- Original title: பச்சக்கிளி
- Genre: Family; Drama;
- Written by: Vinisha Raji
- Screenplay by: A.C.Karnamurthy Dialogue Anandh Venu
- Directed by: A. Jawahar
- Starring: Monisha Arshak; Kishore; Stalin Muthu;
- Country of origin: India
- Original language: Tamil
- No. of episodes: 118

Production
- Producer: S. Kushmavathy
- Cinematography: Isakkimuthu
- Editor: Ashok H.Anthony
- Camera setup: Single-camera
- Running time: approx.20-22 minutes per episode
- Production company: Estrella Stories LLP

Original release
- Network: Colors Tamil
- Release: 4 July – 9 December 2022

= Pachakili (TV series) =

Pachakili (பச்சக்கிளி) is a 2022 Indian-Tamil-language Family drama television series, starring Monisha Arshak, Kishore and Stalin Muthu in main roles.
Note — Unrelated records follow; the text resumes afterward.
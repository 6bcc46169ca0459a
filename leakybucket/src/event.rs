//! Normalized event schema, as produced by the parsing pipeline.

use chrono::{DateTime, SecondsFormat, Utc};
use serde::{Deserialize, Serialize};
use std::collections::BTreeMap;

/// The raw log line an event was parsed from, with its labels and source.
#[derive(Clone, Debug, Default, Deserialize, Eq, PartialEq, Serialize)]
pub struct Line {
    /// The log line as it was read.
    #[serde(default, alias = "Raw")]
    pub raw: Box<str>,
    /// Labels assigned by the acquisition / parsing stage (e.g. `type`).
    #[serde(default, alias = "Labels")]
    pub labels: BTreeMap<String, String>,
    /// Where the line came from (file path, journald unit, ...).
    #[serde(default, alias = "Src")]
    pub src: Box<str>,
}

/// An immutable normalized log record.
#[non_exhaustive]
#[derive(Clone, Debug, Default, Deserialize, Eq, PartialEq, Serialize)]
pub struct Event {
    /// The originating line.
    #[serde(default, alias = "Line")]
    pub line: Line,
    /// When the line was originally observed, serialized in RFC 3339.
    #[serde(
        default,
        alias = "time",
        alias = "StrTime",
        alias = "MarshaledTime",
        skip_serializing_if = "Option::is_none"
    )]
    pub marshaled_time: Option<String>,
}

impl Event {
    /// Create a builder for an event from its raw line.
    pub fn builder(raw: impl Into<Box<str>>) -> EventBuilder {
        EventBuilder {
            raw: raw.into(),
            labels: BTreeMap::new(),
            src: "".into(),
            marshaled_time: None,
        }
    }

    /// The serialized timestamp, treating an empty string as absent.
    pub fn serialized_time(&self) -> Option<&str> {
        self.marshaled_time.as_deref().filter(|s| !s.is_empty())
    }

    /// Parse the serialized timestamp into UTC.
    ///
    /// Returns `None` if the event has no serialized timestamp.
    pub fn parse_time(&self) -> Option<Result<DateTime<Utc>, WireTimeError>> {
        self.serialized_time().map(parse_wire_time)
    }

    /// The `type` label, if the parser set one.
    pub fn evt_type(&self) -> &str {
        self.line.labels.get("type").map(String::as_str).unwrap_or("")
    }

    /// The source descriptor of the line.
    pub fn evt_src(&self) -> &str {
        &self.line.src
    }
}

/// A serialized timestamp that is not in the wire format.
#[derive(Clone, Debug, PartialEq, thiserror::Error)]
pub enum WireTimeError {
    /// Not RFC 3339 at all.
    #[error(transparent)]
    Parse(#[from] chrono::ParseError),
    /// Parseable, but looser than the wire format allows.
    #[error("{0}")]
    NotStrict(&'static str),
}

/// Parse a timestamp in the event wire format (RFC 3339, any offset, optional fractional seconds).
///
/// The format is strict: an uppercase `T` between date and time, `Z` or a numeric offset,
/// and no surrounding whitespace.
pub fn parse_wire_time(s: &str) -> Result<DateTime<Utc>, WireTimeError> {
    if s.trim() != s {
        return Err(WireTimeError::NotStrict("surrounding whitespace"));
    }
    if s.len() > 10 && s.as_bytes()[10] != b'T' {
        return Err(WireTimeError::NotStrict("date and time must be separated by 'T'"));
    }
    if s.ends_with('z') {
        return Err(WireTimeError::NotStrict("UTC designator must be 'Z'"));
    }
    Ok(DateTime::parse_from_rfc3339(s)?.with_timezone(&Utc))
}

/// Format a timestamp in the event wire format.
pub fn format_wire_time(ts: DateTime<Utc>) -> String {
    ts.to_rfc3339_opts(SecondsFormat::AutoSi, true)
}

/// Builder for [`Event`] instances.
#[derive(Clone, Debug)]
pub struct EventBuilder {
    raw: Box<str>,
    labels: BTreeMap<String, String>,
    src: Box<str>,
    marshaled_time: Option<String>,
}

impl EventBuilder {
    /// Add a label.
    pub fn label(mut self, key: impl Into<String>, value: impl Into<String>) -> Self {
        self.labels.insert(key.into(), value.into());
        self
    }

    /// Set the source descriptor.
    pub fn src(mut self, src: impl Into<Box<str>>) -> Self {
        self.src = src.into();
        self
    }

    /// Set the serialized timestamp verbatim. It is not validated here.
    pub fn marshaled_time(mut self, time: impl Into<String>) -> Self {
        self.marshaled_time = Some(time.into());
        self
    }

    /// Set the serialized timestamp from a UTC time.
    pub fn timestamp(self, ts: DateTime<Utc>) -> Self {
        self.marshaled_time(format_wire_time(ts))
    }

    /// Build the event.
    pub fn build(self) -> Event {
        Event {
            line: Line {
                raw: self.raw,
                labels: self.labels,
                src: self.src,
            },
            marshaled_time: self.marshaled_time,
        }
    }
}

impl From<EventBuilder> for Event {
    fn from(builder: EventBuilder) -> Self {
        builder.build()
    }
}
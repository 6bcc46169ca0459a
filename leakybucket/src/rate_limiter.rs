//! Token bucket admission control, driven by externally supplied timestamps.

use chrono::{DateTime, Utc};
use serde::Deserialize;
use std::{fmt, str::FromStr, time::Duration};

/// How fast a bucket leaks, i.e. how fast tokens are refilled, expressed as a string:
///
/// * `1 / 10s` - one token every ten seconds
/// * `5/1m` - five tokens per minute
/// * `10s` - shorthand for `1 / 10s`
/// * `0` - never refills
///
/// Durations use humantime syntax (`500ms`, `30s`, `5m`, `1h`, `2d`).
#[derive(Clone, Copy, Debug, Deserialize, PartialEq, Eq)]
#[serde(try_from = "String")]
pub struct LeakRate {
    /// Number of tokens refilled per period.
    pub tokens: u32,
    /// The refill period.
    pub per: Duration,
}

impl LeakRate {
    /// A rate that never refills.
    pub const ZERO: LeakRate = LeakRate {
        tokens: 0,
        per: Duration::from_secs(1),
    };

    /// One token every `period`.
    pub fn every(period: Duration) -> Self {
        Self {
            tokens: 1,
            per: period,
        }
    }

    /// Refill rate in tokens per second.
    pub fn tokens_per_sec(&self) -> f64 {
        if self.tokens == 0 || self.per.is_zero() {
            return 0.0;
        }
        self.tokens as f64 / self.per.as_secs_f64()
    }
}

impl FromStr for LeakRate {
    type Err = String;

    fn from_str(s: &str) -> Result<Self, Self::Err> {
        let s = s.trim();
        if s == "0" {
            return Ok(Self::ZERO);
        }

        let (num, dur) = match s.split_once('/') {
            Some((num, dur)) => (num.trim(), dur.trim()),
            None => ("1", s),
        };

        let tokens: u32 = num
            .parse()
            .map_err(|err| format!("invalid number {num}: {err}"))?;
        let per =
            humantime::parse_duration(dur).map_err(|err| format!("invalid duration {dur}: {err}"))?;

        if tokens > 0 && per.is_zero() {
            return Err("invalid leak rate: period must be > 0".into());
        }

        Ok(LeakRate { tokens, per })
    }
}

impl TryFrom<String> for LeakRate {
    type Error = <LeakRate as FromStr>::Err;
    fn try_from(s: String) -> Result<Self, Self::Error> {
        LeakRate::from_str(&s)
    }
}

impl fmt::Display for LeakRate {
    fn fmt(&self, f: &mut fmt::Formatter<'_>) -> fmt::Result {
        if self.tokens == 0 {
            return write!(f, "0");
        }
        write!(
            f,
            "{} / {}",
            self.tokens,
            humantime::format_duration(self.per).to_string().replace(' ', "")
        )
    }
}

/// Read-only view of a limiter's state, for diagnostics and tests.
#[derive(Clone, Copy, Debug, PartialEq)]
pub struct LimiterSnapshot {
    /// Maximum number of tokens.
    pub capacity: u32,
    /// Tokens currently available.
    pub tokens: f64,
    /// Timestamp of the last evaluation.
    pub last: Option<DateTime<Utc>>,
    /// Timestamp of the last admitted request.
    pub last_event: Option<DateTime<Utc>>,
}

/// A token bucket that has no clock of its own: every evaluation is given the time to evaluate at.
///
/// The bucket starts full. Tokens refill continuously at the leak rate, capped at capacity,
/// and each admitted request removes tokens. Because time is always passed in, the same
/// limiter can be driven by wall-clock time or by timestamps read from replayed events,
/// and identical inputs always give identical decisions.
///
/// The level is kept in integer units of `1 / period_nanos` token, so refill is exact:
/// one full period after a token was spent, it is back.
#[derive(Clone, Debug)]
pub struct RateLimiter {
    capacity: u32,
    /// Units per token: the leak period in nanoseconds.
    unit: u128,
    /// Units refilled per elapsed nanosecond: tokens per period.
    refill: u128,
    level: u128,
    /// Invariant: never decreases.
    last: Option<DateTime<Utc>>,
    last_event: Option<DateTime<Utc>>,
}

impl RateLimiter {
    /// Create a full limiter.
    pub fn new(capacity: u32, rate: LeakRate) -> Self {
        let (unit, refill) = if rate.tokens == 0 || rate.per.is_zero() {
            (1, 0)
        } else {
            (rate.per.as_nanos(), rate.tokens as u128)
        };
        Self {
            capacity,
            unit,
            refill,
            level: capacity as u128 * unit,
            last: None,
            last_event: None,
        }
    }

    /// Check whether one request fits the budget at time `at`.
    pub fn allow(&mut self, at: DateTime<Utc>) -> bool {
        self.allow_n(at, 1)
    }

    /// Check whether `n` requests fit the budget at time `at`, and if so, consume them.
    ///
    /// A timestamp older than the last evaluation is treated as if no time had elapsed.
    pub fn allow_n(&mut self, at: DateTime<Utc>, n: u32) -> bool {
        self.advance(at);
        let cost = n as u128 * self.unit;
        if self.level >= cost {
            self.level -= cost;
            self.last_event = Some(at);
            true
        } else {
            false
        }
    }

    /// Tokens currently available, as of the last evaluation.
    pub fn tokens(&self) -> f64 {
        self.level as f64 / self.unit as f64
    }

    /// Timestamp of the last evaluation.
    pub fn last(&self) -> Option<DateTime<Utc>> {
        self.last
    }

    /// Maximum number of tokens.
    pub fn capacity(&self) -> u32 {
        self.capacity
    }

    /// Snapshot the limiter state without modifying it.
    pub fn snapshot(&self) -> LimiterSnapshot {
        LimiterSnapshot {
            capacity: self.capacity,
            tokens: self.tokens(),
            last: self.last,
            last_event: self.last_event,
        }
    }

    fn advance(&mut self, at: DateTime<Utc>) {
        match self.last {
            None => self.last = Some(at),
            Some(last) if at > last => {
                // Only overflows past ~292 years, which refills to capacity anyway
                let elapsed = (at - last).num_nanoseconds().unwrap_or(i64::MAX) as u128;
                let max = self.capacity as u128 * self.unit;
                self.level = self
                    .level
                    .saturating_add(elapsed.saturating_mul(self.refill))
                    .min(max);
                self.last = Some(at);
            }
            // Out of order, or same instant: nothing refills
            Some(_) => {}
        }
    }
}

#[cfg(test)]
mod tests {
    use super::*;
    use chrono::{TimeDelta, TimeZone};

    fn t(secs: i64) -> DateTime<Utc> {
        Utc.timestamp_opt(1_600_000_000 + secs, 0).unwrap()
    }

    #[test]
    fn parse_leak_rate() {
        let rate = LeakRate::from_str("1 / 10s").unwrap();
        assert_eq!(rate.tokens, 1);
        assert_eq!(rate.per, Duration::from_secs(10));

        let rate = LeakRate::from_str("5/1m").unwrap();
        assert_eq!(rate.tokens, 5);
        assert_eq!(rate.per, Duration::from_secs(60));

        let rate = LeakRate::from_str("500ms").unwrap();
        assert_eq!(rate, LeakRate::every(Duration::from_millis(500)));
        assert_eq!(rate.tokens_per_sec(), 2.0);

        let rate = LeakRate::from_str("2d").unwrap();
        assert_eq!(rate.per, Duration::from_secs(2 * 86400));

        assert_eq!(LeakRate::from_str("0").unwrap(), LeakRate::ZERO);
        assert_eq!(LeakRate::from_str("0 / 1h").unwrap().tokens_per_sec(), 0.0);

        assert!(LeakRate::from_str("x / 10s").is_err());
        assert!(LeakRate::from_str("1 / forever").is_err());
        assert!(LeakRate::from_str("1 / 0s").is_err());
    }

    #[test]
    fn display_leak_rate() {
        assert_eq!(LeakRate::from_str("1/90s").unwrap().to_string(), "1 / 1m30s");
        assert_eq!(LeakRate::ZERO.to_string(), "0");
    }

    #[test]
    fn burst_of_capacity_plus_one() {
        let mut limiter = RateLimiter::new(3, LeakRate::every(Duration::from_secs(10)));
        assert!(limiter.allow(t(0)));
        assert!(limiter.allow(t(0)));
        assert!(limiter.allow(t(0)));
        assert!(!limiter.allow(t(0)));
        assert_eq!(limiter.tokens(), 0.0);
    }

    #[test]
    fn refills_over_time() {
        let mut limiter = RateLimiter::new(2, LeakRate::every(Duration::from_secs(10)));
        assert!(limiter.allow(t(0)));
        assert!(limiter.allow(t(0)));
        assert!(!limiter.allow(t(5)));
        // 10s after the start, one token is back
        assert!(limiter.allow(t(10)));
        assert!(!limiter.allow(t(10)));
        // Long idle period refills only up to capacity
        assert!(limiter.allow(t(1000)));
        assert_eq!(limiter.tokens(), 1.0);
    }

    #[test]
    fn full_period_refills_exactly_one_token() {
        let mut limiter = RateLimiter::new(1, LeakRate::from_str("1 / 10s").unwrap());
        assert!(limiter.allow(t(0)));
        for secs in 1..10 {
            assert!(!limiter.allow(t(secs)), "admitted at t={secs}");
        }
        assert!(limiter.allow(t(10)));
        assert_eq!(limiter.tokens(), 0.0);

        // Same with sub-second steps and a rate that is not a whole number per second
        let mut limiter = RateLimiter::new(1, LeakRate::from_str("3 / 7s").unwrap());
        assert!(limiter.allow(t(0)));
        let step = TimeDelta::milliseconds(7000 / 3 / 10);
        let mut at = t(0);
        for _ in 0..10 {
            at += step;
            assert!(!limiter.allow(at));
        }
        // 2330ms elapsed, a token takes 2333.33ms
        assert!(!limiter.allow(t(0) + TimeDelta::milliseconds(2333)));
        assert!(limiter.allow(t(0) + TimeDelta::nanoseconds(2_333_333_334)));
    }

    #[test]
    fn zero_rate_never_refills() {
        let mut limiter = RateLimiter::new(1, LeakRate::ZERO);
        assert!(limiter.allow(t(0)));
        assert!(!limiter.allow(t(100_000)));
    }

    #[test]
    fn out_of_order_is_clamped() {
        let mut limiter = RateLimiter::new(1, LeakRate::every(Duration::from_secs(10)));
        assert!(limiter.allow(t(100)));
        // Older timestamp: no refill, and the last evaluation time does not go back
        assert!(!limiter.allow(t(50)));
        assert_eq!(limiter.last(), Some(t(100)));
        // Refill is measured from the newest timestamp seen
        assert!(!limiter.allow(t(105)));
        assert!(limiter.allow(t(110)));
    }

    #[test]
    fn request_larger_than_capacity_is_rejected() {
        let mut limiter = RateLimiter::new(2, LeakRate::every(Duration::from_secs(1)));
        assert!(!limiter.allow_n(t(0), 3));
        assert_eq!(limiter.tokens(), 2.0);
        assert!(limiter.allow_n(t(0), 2));
    }

    #[test]
    fn snapshot_does_not_mutate() {
        let mut limiter = RateLimiter::new(2, LeakRate::every(Duration::from_secs(1)));
        assert_eq!(limiter.snapshot().last, None);
        assert!(limiter.allow(t(0)));
        let before = limiter.snapshot();
        let again = limiter.snapshot();
        assert_eq!(before, again);
        assert_eq!(before.tokens, 1.0);
        assert_eq!(before.last, Some(t(0)));
        assert_eq!(before.last_event, Some(t(0)));

        // A rejection moves `last` but not `last_event`
        let mut limiter = RateLimiter::new(0, LeakRate::ZERO);
        assert!(!limiter.allow(t(0) + TimeDelta::seconds(1)));
        assert_eq!(limiter.snapshot().last, Some(t(1)));
        assert_eq!(limiter.snapshot().last_event, None);
    }
}
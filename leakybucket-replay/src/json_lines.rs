//! Relaxed JSON Lines reader: a value may span several lines, as long as the
//! line breaks fall inside an object or array.

use tokio::io::{AsyncBufRead, AsyncBufReadExt};

/// Bracket and string state carried from one line to the next.
#[derive(Debug, Default)]
struct Scanner {
    depth: usize,
    quoted: bool,
    escaped: bool,
}

impl Scanner {
    /// Scan a chunk of input, updating nesting depth.
    ///
    /// Fails on a closing brace or bracket with nothing open.
    fn scan(&mut self, bytes: &[u8]) -> Result<(), u8> {
        for &b in bytes {
            if self.escaped {
                self.escaped = false;
            } else if self.quoted {
                match b {
                    b'\\' => self.escaped = true,
                    b'"' => self.quoted = false,
                    _ => {}
                }
            } else {
                match b {
                    b'"' => self.quoted = true,
                    b'{' | b'[' => self.depth += 1,
                    b'}' | b']' => {
                        self.depth = self.depth.checked_sub(1).ok_or(b)?;
                    }
                    _ => {}
                }
            }
        }
        Ok(())
    }

    fn is_balanced(&self) -> bool {
        self.depth == 0 && !self.quoted
    }
}

/// Reads JSON values from a relaxed JSON Lines stream.
pub struct JsonLinesReader<R> {
    reader: R,
    line_no: usize,
}

impl<R: AsyncBufRead + Unpin> JsonLinesReader<R> {
    /// Wrap a buffered reader.
    pub fn new(reader: R) -> Self {
        Self { reader, line_no: 0 }
    }

    /// Number of lines consumed so far.
    pub fn line_no(&self) -> usize {
        self.line_no
    }

    /// Read the next value.
    ///
    /// Returns `Ok(None)` at EOF. Blank lines between values are skipped. A value cut
    /// off by EOF is returned as is, and will fail to parse downstream.
    pub async fn next_value(&mut self) -> std::io::Result<Option<Vec<u8>>> {
        let mut buf = Vec::with_capacity(256);
        let mut scanner = Scanner::default();

        loop {
            let start = buf.len();
            let n = self.reader.read_until(b'\n', &mut buf).await?;
            if n == 0 {
                return Ok(if is_blank(&buf) { None } else { Some(buf) });
            }
            self.line_no += 1;

            scanner.scan(&buf[start..]).map_err(|b| {
                std::io::Error::new(
                    std::io::ErrorKind::InvalidData,
                    format!("line {}: unbalanced '{}'", self.line_no, b as char),
                )
            })?;

            if scanner.is_balanced() {
                if is_blank(&buf) {
                    buf.clear();
                    continue;
                }
                while buf.last().is_some_and(|b| b.is_ascii_whitespace()) {
                    buf.pop();
                }
                return Ok(Some(buf));
            }
        }
    }
}

fn is_blank(buf: &[u8]) -> bool {
    buf.iter().all(|b| b.is_ascii_whitespace())
}

#[cfg(test)]
mod tests {
    use super::*;
    use tokio::io::BufReader;

    async fn read_all(data: &[u8]) -> std::io::Result<Vec<String>> {
        let mut reader = JsonLinesReader::new(BufReader::new(data));
        let mut values = Vec::new();
        while let Some(value) = reader.next_value().await? {
            values.push(String::from_utf8(value).unwrap());
        }
        Ok(values)
    }

    #[tokio::test]
    async fn test_one_value_per_line() {
        let values = read_all(b"{\"a\": 1}\n{\"b\": 2}\n").await.unwrap();
        assert_eq!(values, vec!["{\"a\": 1}", "{\"b\": 2}"]);
    }

    #[tokio::test]
    async fn test_value_spanning_lines() {
        let values = read_all(b"{\n  \"line\": {\"raw\": \"x\"},\n  \"time\": \"t\"\n}\n{}\n")
            .await
            .unwrap();
        assert_eq!(values.len(), 2);
        assert_eq!(
            values[0],
            "{\n  \"line\": {\"raw\": \"x\"},\n  \"time\": \"t\"\n}"
        );
    }

    #[tokio::test]
    async fn test_braces_in_strings_are_ignored() {
        let values = read_all(b"{\"raw\": \"}{ \\\" [\"}\n{\"raw\": \"ok\"}")
            .await
            .unwrap();
        assert_eq!(values, vec!["{\"raw\": \"}{ \\\" [\"}", "{\"raw\": \"ok\"}"]);
    }

    #[tokio::test]
    async fn test_blank_lines_and_eof() {
        assert!(read_all(b"").await.unwrap().is_empty());
        assert!(read_all(b"\n\n  \n").await.unwrap().is_empty());
        let values = read_all(b"\n\n{\"a\": 1}\n\n").await.unwrap();
        assert_eq!(values, vec!["{\"a\": 1}"]);
    }

    #[tokio::test]
    async fn test_unbalanced_is_error() {
        let err = read_all(b"{\"a\": 1}\n}\n").await.unwrap_err();
        assert_eq!(err.kind(), std::io::ErrorKind::InvalidData);
        assert!(err.to_string().contains("line 2"));
    }
}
It premiered on Colors Tamil on 4 July 2022 and ended on 9 December 2022, and aired on Monday to Friday at 19:30 and available for streaming in selected markets on Voot.

==Cast==
===Main===
- Monisha Arshak as Pachakili
- Kishore – Adithya

===Supporting===
- Stalin Muthu as Meenakshi Sundaram
- Vijay Anand as Azhagar
- Ashwin Kumar as Velu

==Production==
=== Casting ===
Actress Monisha Arshak was selected to play Pachakili's character who last appeared in 2022 TV series Naam Iruvar Namakku Iruvar 2 has received offer to appear in the series. Kishore was selected to play male protagonist opposite Actress Monisha Arshak. He is making their debut with the series. While Stalin Muthu, Vijay Anand and Ashwin Kumar were also selected for supporting roles.

===Release===
The first promo was unveiled on 9 June 2022, featuring The series name. The second promo was unveiled on 15 June 2022, featuring the protagonists and revealing the release date.